A physician orders imaging exams like MRI or Computed Tomography -, and the radiologist interprets the results, never having met the patient.
Technological advances have further distanced the radiologist from the patient. For example teleradiology enables them to view images from remote locations.
Researchers set out to determine if the addition of a patient's photograph to the file would affect how radiologists interpreted the results, said a SZMC release.
For the study, 318 patients referred for CT agreed to be photographed prior to the exam. The images of the patients were added to their files in the hospital's Picture Archiving and Communication System -, a network for storage and retrieval of medical images. The photograph appeared automatically when a patient's file was opened.
After interpreting the results of the exams, 15 radiologists were given questionnaires to gather data about their experience. All 15 radiologists admitted feeling more empathy towards the patients after viewing their photos.

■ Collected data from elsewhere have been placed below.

use std::cmp::Ordering;

use serde::{Deserialize, Serialize};

use super::MetricRecord;

// ─── Sort state ──────────────────────────────────────────────────

/// Column the detail table can be ordered by. Variants deserialize from
/// the record's wire field names, so a query string can name them directly.
#[derive(Debug, Clone, Copy, PartialEq, Eq, Serialize, Deserialize)]
pub enum SortKey {
    #[serde(rename = "endpoint")]
    Endpoint,
    #[serde(rename = "method")]
    Method,
    #[serde(rename = "statusCode")]
    StatusCode,
    #[serde(rename = "responseTimeMs")]
    ResponseTimeMs,
    #[serde(rename = "timestampISO")]
    Timestamp,
    #[serde(rename = "dayBucket")]
    DayBucket,
}

#[derive(Debug, Clone, Copy, PartialEq, Eq, Serialize, Deserialize)]
#[serde(rename_all = "lowercase")]
pub enum SortDirection {
    Ascending,
    Descending,
}

impl SortDirection {
    fn flipped(self) -> Self {
        match self {
            Self::Ascending => Self::Descending,
            Self::Descending => Self::Ascending,
        }
    }
}

/// Current ordering of the detail table.
///
/// `click` implements column-header semantics: clicking the active column
/// flips the direction, clicking a new column selects it descending (so
/// the first click on any column shows highest / most recent first).
#[derive(Debug, Clone, Copy, PartialEq, Eq, Serialize)]
pub struct SortState {
    pub key: SortKey,
    pub direction: SortDirection,
}

impl Default for SortState {
    /// Newest records first, before any interaction.
    fn default() -> Self {
        Self {
            key: SortKey::Timestamp,
            direction: SortDirection::Descending,
        }
    }
}

impl SortState {
    pub fn click(&mut self, key: SortKey) {
        if self.key == key {
            self.direction = self.direction.flipped();
        } else {
            self.key = key;
            self.direction = SortDirection::Descending;
        }
    }
}

// ─── Sorting ─────────────────────────────────────────────────────

/// Order table rows in place by the state's key and direction.
///
/// The sort is stable and rows missing the compared field tie, so their
/// relative order is preserved; re-sorting an already-sorted slice with
/// the same state is a no-op.
pub fn sort_rows(rows: &mut [(String, MetricRecord)], state: &SortState) {
    rows.sort_by(|(_, a), (_, b)| {
        let ord = compare(a, b, state.key);
        match state.direction {
            SortDirection::Ascending => ord,
            SortDirection::Descending => ord.reverse(),
        }
    });
}

fn compare(a: &MetricRecord, b: &MetricRecord, key: SortKey) -> Ordering {
    match key {
        SortKey::Endpoint => cmp_present(a.endpoint.as_deref(), b.endpoint.as_deref()),
        SortKey::Method => cmp_present(a.method.as_deref(), b.method.as_deref()),
        SortKey::StatusCode => cmp_present(a.status_code, b.status_code),
        SortKey::ResponseTimeMs => a
            .response_time_ms
            .partial_cmp(&b.response_time_ms)
            .unwrap_or(Ordering::Equal),
        // ISO-8601 timestamps compare correctly as strings
        SortKey::Timestamp => a.timestamp_iso.cmp(&b.timestamp_iso),
        SortKey::DayBucket => cmp_present(a.day_bucket.as_deref(), b.day_bucket.as_deref()),
    }
}

/// Natural ordering when both sides carry the field; a missing side ties.
fn cmp_present<T: Ord>(a: Option<T>, b: Option<T>) -> Ordering {
    match (a, b) {
        (Some(a), Some(b)) => a.cmp(&b),
        _ => Ordering::Equal,
    }
}
use std::sync::Arc;
use std::time::Instant;

use axum::{
    extract::{Query, State},
    Json,
};
use serde::Deserialize;

use crate::metrics::present::{DashboardReport, TableView};
use crate::metrics::{MetricsCollection, SortKey};
use crate::AppState;

use super::{require_token, AppError, ProxiedResponse, UpstreamCall};

// ─── GET /api/metrics ────────────────────────────────────────────

/// Fetch a fresh request log from the upstream API, install it as the
/// current dashboard snapshot (wholesale replacement), and echo the raw
/// collection for the shell's JSON viewer.
pub async fn fetch_metrics(
    State(state): State<Arc<AppState>>,
) -> Result<Json<ProxiedResponse<MetricsCollection>>, AppError> {
    let token = require_token(&state)?;

    let t0 = Instant::now();
    let collection = state.api.metrics(&token).await?;
    let upstream = UpstreamCall::timed("/metricas", t0);

    state.dashboard.install(collection.clone());

    Ok(Json(ProxiedResponse { data: collection, upstream }))
}

// ─── GET /api/metrics/dashboard ──────────────────────────────────

/// Summary cards and the four chart series derived from the installed
/// snapshot. 404 until a snapshot exists; an empty account log is also
/// "no data" — the shell renders nothing rather than zeroed charts.
pub async fn dashboard_report(
    State(state): State<Arc<AppState>>,
) -> Result<Json<DashboardReport>, AppError> {
    state.dashboard.report().map(Json).ok_or(AppError::NoData)
}

// ─── GET /api/metrics/records ────────────────────────────────────

#[derive(Debug, Deserialize)]
pub struct RecordsQuery {
    /// Column-header click: same column flips, new column sorts
    /// descending. Omitted → read the table under its current ordering.
    pub sort: Option<SortKey>,
}

pub async fn records(
    State(state): State<Arc<AppState>>,
    Query(query): Query<RecordsQuery>,
) -> Result<Json<TableView>, AppError> {
    state.dashboard.rows(query.sort).map(Json).ok_or(AppError::NoData)
}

More importantly, the results showed that radiologists provided a more meticulous reading of medical image results when a photo of the patient accompanied the file.
All 15 radiologists agreed that the inclusion of a photograph in a patient's file should be adopted into routine practise. The photos can also be included in long-distance teleradiology practices.
These findings were presented on Tuesday at the annual meeting of the Radiological Society of North America -.